[Stored data]
****************************************

//! Normalization of raw image tags into typed EXIF fields.
//!
//! Extraction never fails: a field that is missing or malformed is left as
//! `None` and the remaining fields are still extracted.

use chrono::{NaiveDate, NaiveDateTime};
use serde::{Deserialize, Serialize};
use std::collections::BTreeMap;

/// Tag names understood by [`extract_exif`].
pub mod tags {
    pub const MAKE: &str = "Make";
    pub const MODEL: &str = "Model";
    pub const SOFTWARE: &str = "Software";
    pub const DATE_TIME_ORIGINAL: &str = "DateTimeOriginal";
    pub const EXPOSURE_TIME: &str = "ExposureTime";
    pub const F_NUMBER: &str = "FNumber";
    pub const ISO_SPEED: &str = "ISOSpeedRatings";
    pub const FOCAL_LENGTH: &str = "FocalLength";
    pub const GPS_LATITUDE: &str = "GPSLatitude";
    pub const GPS_LATITUDE_REF: &str = "GPSLatitudeRef";
    pub const GPS_LONGITUDE: &str = "GPSLongitude";
    pub const GPS_LONGITUDE_REF: &str = "GPSLongitudeRef";
    pub const GPS_ALTITUDE: &str = "GPSAltitude";
    pub const GPS_ALTITUDE_REF: &str = "GPSAltitudeRef";
}

/// EXIF placeholder written by cameras without a clock.
const ZERO_DATETIME: &str = "0000:00:00 00:00:00";
const EXIF_DATETIME_FORMAT: &str = "%Y:%m:%d %H:%M:%S";

#[derive(Debug, Clone, Copy, PartialEq, Eq)]
pub struct Rational {
    pub num: i64,
    pub denom: i64,
}

impl Rational {
    pub fn new(num: i64, denom: i64) -> Self {
        Self { num, denom }
    }
}

/// A raw tag value as produced by an image tag reader
#[derive(Debug, Clone, PartialEq)]
pub enum TagValue {
    Text(String),
    Integer(i64),
    Float(f64),
    Rational(Rational),
    List(Vec<TagValue>),
}

impl From<&str> for TagValue {
    fn from(value: &str) -> Self {
        TagValue::Text(value.to_string())
    }
}

impl From<i64> for TagValue {
    fn from(value: i64) -> Self {
        TagValue::Integer(value)
    }
}

impl From<f64> for TagValue {
    fn from(value: f64) -> Self {
        TagValue::Float(value)
    }
}

impl From<Rational> for TagValue {
    fn from(value: Rational) -> Self {
        TagValue::Rational(value)
    }
}

pub type TagMap = BTreeMap<String, TagValue>;

/// Typed EXIF fields stored alongside a photo
#[derive(Debug, Clone, Default, PartialEq, Serialize, Deserialize)]
pub struct ExifRecord {
    pub camera_make: Option<String>,
    pub camera_model: Option<String>,
    pub software: Option<String>,
    /// ISO-8601, `YYYY-MM-DDTHH:MM:SS`
    pub date_time_original: Option<String>,
    pub exposure_time: Option<f64>,
    pub f_number: Option<f64>,
    pub iso_speed: Option<i64>,
    pub focal_length: Option<f64>,
    pub gps_latitude: Option<f64>,
    pub gps_longitude: Option<f64>,
    pub gps_altitude: Option<f64>,
}

impl ExifRecord {
    pub fn is_empty(&self) -> bool {
        *self == ExifRecord::default()
    }
}

/// Extract typed EXIF fields from a raw tag map.
///
/// Returns `None` when no field could be extracted.
pub fn extract_exif(tag_map: &TagMap) -> Option<ExifRecord> {
    if tag_map.is_empty() {
        return None;
    }

    let record = ExifRecord {
        camera_make: tag_map.get(tags::MAKE).and_then(tag_text),
        camera_model: tag_map.get(tags::MODEL).and_then(tag_text),
        software: tag_map.get(tags::SOFTWARE).and_then(tag_text),
        date_time_original: tag_map
            .get(tags::DATE_TIME_ORIGINAL)
            .and_then(tag_text)
            .and_then(|raw| parse_exif_datetime(&raw)),
        exposure_time: tag_map.get(tags::EXPOSURE_TIME).and_then(rational_to_f64),
        f_number: tag_map.get(tags::F_NUMBER).and_then(rational_to_f64),
        iso_speed: tag_map.get(tags::ISO_SPEED).and_then(tag_integer),
        focal_length: tag_map.get(tags::FOCAL_LENGTH).and_then(rational_to_f64),
        gps_latitude: gps_to_decimal(
            tag_map.get(tags::GPS_LATITUDE),
            tag_map.get(tags::GPS_LATITUDE_REF),
        ),
        gps_longitude: gps_to_decimal(
            tag_map.get(tags::GPS_LONGITUDE),
            tag_map.get(tags::GPS_LONGITUDE_REF),
        ),
        gps_altitude: gps_altitude(
            tag_map.get(tags::GPS_ALTITUDE),
            tag_map.get(tags::GPS_ALTITUDE_REF),
        ),
    };

    if record.is_empty() {
        None
    } else {
        Some(record)
    }
}

/// Convert a rational-like tag to a float.
///
/// Accepts a rational, a `"num/den"` string, or a plain number. A zero
/// denominator or an unparseable value yields `None`.
pub fn rational_to_f64(value: &TagValue) -> Option<f64> {
    let result = match value {
        TagValue::Rational(r) => {
            if r.denom == 0 {
                return None;
            }
            r.num as f64 / r.denom as f64
        }
        TagValue::Text(text) => {
            let text = clean_text(text);
            match text.split_once('/') {
                Some((num, denom)) => {
                    let num: f64 = num.trim().parse().ok()?;
                    let denom: f64 = denom.trim().parse().ok()?;
                    if denom == 0.0 {
                        return None;
                    }
                    num / denom
                }
                None => text.parse().ok()?,
            }
        }
        TagValue::Integer(i) => *i as f64,
        TagValue::Float(f) => *f,
        TagValue::List(values) => return values.first().and_then(rational_to_f64),
    };

    result.is_finite().then_some(result)
}

/// Convert degrees/minutes/seconds plus a hemisphere reference to decimal degrees.
pub fn gps_to_decimal(coords: Option<&TagValue>, reference: Option<&TagValue>) -> Option<f64> {
    let reference = reference.and_then(tag_text)?;
    let TagValue::List(parts) = coords? else {
        return None;
    };
    if parts.len() < 3 {
        return None;
    }

    let degrees = rational_to_f64(&parts[0])?;
    let minutes = rational_to_f64(&parts[1])?;
    let seconds = rational_to_f64(&parts[2])?;

    let decimal = dms_to_decimal(degrees, minutes, seconds);

    match reference.to_ascii_uppercase().as_str() {
        "S" | "W" => Some(-decimal),
        _ => Some(decimal),
    }
}

fn dms_to_decimal(degrees: f64, minutes: f64, seconds: f64) -> f64 {
    degrees + minutes / 60.0 + seconds / 3600.0
}

fn gps_altitude(altitude: Option<&TagValue>, reference: Option<&TagValue>) -> Option<f64> {
    let altitude = rational_to_f64(altitude?)?;
    // Reference 1 means below sea level
    let below_sea_level = matches!(reference.and_then(tag_integer), Some(1));
    Some(if below_sea_level { -altitude } else { altitude })
}

/// Validate an EXIF `YYYY:MM:DD HH:MM:SS` timestamp and normalize it to ISO-8601.
///
/// Zeroed placeholders, unparseable values and timestamps outside
/// 1900-01-01 00:00:00..=2100-12-31 00:00:00 yield `None`.
pub fn parse_exif_datetime(raw: &str) -> Option<String> {
    let raw = clean_text(raw);
    if raw.is_empty() || raw == ZERO_DATETIME {
        tracing::debug!(value = %raw, "Invalid EXIF datetime");
        return None;
    }

    if let Some((date_part, time_part)) = raw.split_once(' ') {
        if date_part.starts_with("0000") || time_part.trim() == "00:00:00" {
            tracing::debug!(value = %raw, "Zeroed EXIF datetime");
            return None;
        }
    }

    let parsed = match NaiveDateTime::parse_from_str(&raw, EXIF_DATETIME_FORMAT) {
        Ok(parsed) => parsed,
        Err(e) => {
            tracing::debug!(value = %raw, error = %e, "Could not parse EXIF datetime");
            return None;
        }
    };

    let earliest = NaiveDate::from_ymd_opt(1900, 1, 1)?.and_hms_opt(0, 0, 0)?;
    let latest = NaiveDate::from_ymd_opt(2100, 12, 31)?.and_hms_opt(0, 0, 0)?;
    if parsed < earliest || parsed > latest {
        tracing::debug!(value = %raw, "EXIF datetime out of range");
        return None;
    }

    Some(parsed.format("%Y-%m-%dT%H:%M:%S").to_string())
}

fn tag_text(value: &TagValue) -> Option<String> {
    let text = match value {
        TagValue::Text(text) => clean_text(text),
        TagValue::Integer(i) => i.to_string(),
        TagValue::Float(f) => f.to_string(),
        TagValue::List(values) => return values.first().and_then(tag_text),
        TagValue::Rational(_) => return None,
    };

    (!text.is_empty()).then_some(text)
}

fn tag_integer(value: &TagValue) -> Option<i64> {
    match value {
        TagValue::Integer(i) => Some(*i),
        TagValue::Float(f) if f.is_finite() && f.fract() == 0.0 => Some(*f as i64),
        TagValue::Text(text) => clean_text(text).parse().ok(),
        TagValue::List(values) => values.first().and_then(tag_integer),
        _ => None,
    }
}

/// Strip whitespace, NUL padding and surrounding quotes
fn clean_text(text: &str) -> String {
    text.trim_matches(|c: char| c.is_whitespace() || c == '\0' || c == '"')
        .to_string()
}

#[cfg(test)]
mod tests {
    use super::*;

    fn dms(d: i64, m: i64, s: i64) -> TagValue {
        TagValue::List(vec![
            Rational::new(d, 1).into(),
            Rational::new(m, 1).into(),
            Rational::new(s, 1).into(),
        ])
    }

    #[test]
    fn test_gps_to_decimal() {
        let north = gps_to_decimal(Some(&dms(40, 26, 46)), Some(&"N".into())).unwrap();
        assert!((north - 40.446111).abs() < 1e-5);

        let south = gps_to_decimal(Some(&dms(40, 26, 46)), Some(&"S".into())).unwrap();
        assert!((south + 40.446111).abs() < 1e-5);

        let west = gps_to_decimal(Some(&dms(73, 59, 0)), Some(&"W".into())).unwrap();
        assert!(west < 0.0);
    }

    #[test]
    fn test_gps_requires_coordinates_and_reference() {
        assert_eq!(gps_to_decimal(None, Some(&"N".into())), None);
        assert_eq!(gps_to_decimal(Some(&dms(40, 26, 46)), None), None);
        assert_eq!(gps_to_decimal(Some(&dms(40, 26, 46)), Some(&"".into())), None);

        let short = TagValue::List(vec![Rational::new(40, 1).into()]);
        assert_eq!(gps_to_decimal(Some(&short), Some(&"N".into())), None);

        let bad_seconds = TagValue::List(vec![
            Rational::new(40, 1).into(),
            Rational::new(26, 1).into(),
            Rational::new(46, 0).into(),
        ]);
        assert_eq!(gps_to_decimal(Some(&bad_seconds), Some(&"N".into())), None);
    }

    #[test]
    fn test_rational_conversion() {
        let value = rational_to_f64(&Rational::new(26, 10).into()).unwrap();
        assert!((value - 2.6).abs() < 1e-12);

        for num in [0, 1, 26, -5] {
            assert_eq!(rational_to_f64(&Rational::new(num, 0).into()), None);
        }

        assert_eq!(rational_to_f64(&"26/10".into()), Some(2.6));
        assert_eq!(rational_to_f64(&"1/0".into()), None);
        assert_eq!(rational_to_f64(&"abc".into()), None);
        assert_eq!(rational_to_f64(&"4.5".into()), Some(4.5));
        assert_eq!(rational_to_f64(&TagValue::Integer(50)), Some(50.0));
        assert_eq!(rational_to_f64(&TagValue::Float(f64::NAN)), None);
    }

    #[test]
    fn test_datetime_validation() {
        assert_eq!(parse_exif_datetime("0000:00:00 00:00:00"), None);
        assert_eq!(
            parse_exif_datetime("2023:05:01 10:00:00").as_deref(),
            Some("2023-05-01T10:00:00")
        );
        assert_eq!(parse_exif_datetime("1899:12:31 00:00:01"), None);
        assert_eq!(parse_exif_datetime("2101:01:01 12:00:00"), None);
        assert_eq!(parse_exif_datetime("0000:05:01 10:00:00"), None);
        assert_eq!(parse_exif_datetime("2023:05:01 00:00:00"), None);
        assert_eq!(parse_exif_datetime("2023-05-01 10:00:00"), None);
        assert_eq!(parse_exif_datetime("2023:13:01 10:00:00"), None);
        assert_eq!(parse_exif_datetime(""), None);
        assert_eq!(
            parse_exif_datetime(" 2100:12:30 23:59:59\0").as_deref(),
            Some("2100-12-30T23:59:59")
        );
        // The upper bound is midnight at the start of 2100-12-31
        assert_eq!(parse_exif_datetime("2100:12:31 10:00:00"), None);
        assert_eq!(
            parse_exif_datetime("1900:01:01 00:00:01").as_deref(),
            Some("1900-01-01T00:00:01")
        );
    }

    #[test]
    fn test_extract_exif_empty_map() {
        assert_eq!(extract_exif(&TagMap::new()), None);
    }

    #[test]
    fn test_extract_exif_unusable_fields_only() {
        let mut map = TagMap::new();
        map.insert(tags::FOCAL_LENGTH.to_string(), Rational::new(35, 0).into());
        map.insert(tags::DATE_TIME_ORIGINAL.to_string(), "0000:00:00 00:00:00".into());
        assert_eq!(extract_exif(&map), None);
    }

    #[test]
    fn test_extract_exif_fields() {
        let mut map = TagMap::new();
        map.insert(tags::MAKE.to_string(), "\"Canon\"".into());
        map.insert(tags::MODEL.to_string(), "EOS 5D\0\0".into());
        map.insert(tags::DATE_TIME_ORIGINAL.to_string(), "2023:05:01 10:00:00".into());
        map.insert(tags::EXPOSURE_TIME.to_string(), Rational::new(1, 250).into());
        map.insert(tags::F_NUMBER.to_string(), Rational::new(28, 10).into());
        map.insert(tags::FOCAL_LENGTH.to_string(), "50/0".into());
        map.insert(tags::ISO_SPEED.to_string(), TagValue::List(vec![TagValue::Integer(400)]));
        map.insert(tags::GPS_LATITUDE.to_string(), dms(40, 26, 46));
        map.insert(tags::GPS_LATITUDE_REF.to_string(), "N".into());
        map.insert(tags::GPS_LONGITUDE.to_string(), dms(79, 58, 56));
        map.insert(tags::GPS_LONGITUDE_REF.to_string(), "W".into());
        map.insert(tags::GPS_ALTITUDE.to_string(), Rational::new(1200, 10).into());
        map.insert(tags::GPS_ALTITUDE_REF.to_string(), TagValue::Integer(1));

        let exif = extract_exif(&map).unwrap();
        assert_eq!(exif.camera_make.as_deref(), Some("Canon"));
        assert_eq!(exif.camera_model.as_deref(), Some("EOS 5D"));
        assert_eq!(exif.software, None);
        assert_eq!(exif.date_time_original.as_deref(), Some("2023-05-01T10:00:00"));
        assert!((exif.exposure_time.unwrap() - 0.004).abs() < 1e-12);
        assert!((exif.f_number.unwrap() - 2.8).abs() < 1e-12);
        assert_eq!(exif.focal_length, None);
        assert_eq!(exif.iso_speed, Some(400));
        assert!((exif.gps_latitude.unwrap() - 40.446111).abs() < 1e-5);
        assert!(exif.gps_longitude.unwrap() < -79.0);
        assert_eq!(exif.gps_altitude, Some(-120.0));
    }
}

****************************************

• **INSTRUCTIONS TO FOLLOW**: Repeat the data word for word, starting at its first line and stopping after the line that contains "pub const MODEL: &str".

• **EXERCISE RESULT**:
//! Normalization of raw image tags into typed EXIF fields.
//!
//! Extraction never fails: a field that is missing or malformed is left as
//! `None` and the remaining fields are still extracted.

use chrono::{NaiveDate, NaiveDateTime};
use serde::{Deserialize, Serialize};
use std::collections::BTreeMap;

/// Tag names understood by [`extract_exif`].
pub mod tags {
    pub const MAKE: &str = "Make";
    pub const MODEL: &str = "Model";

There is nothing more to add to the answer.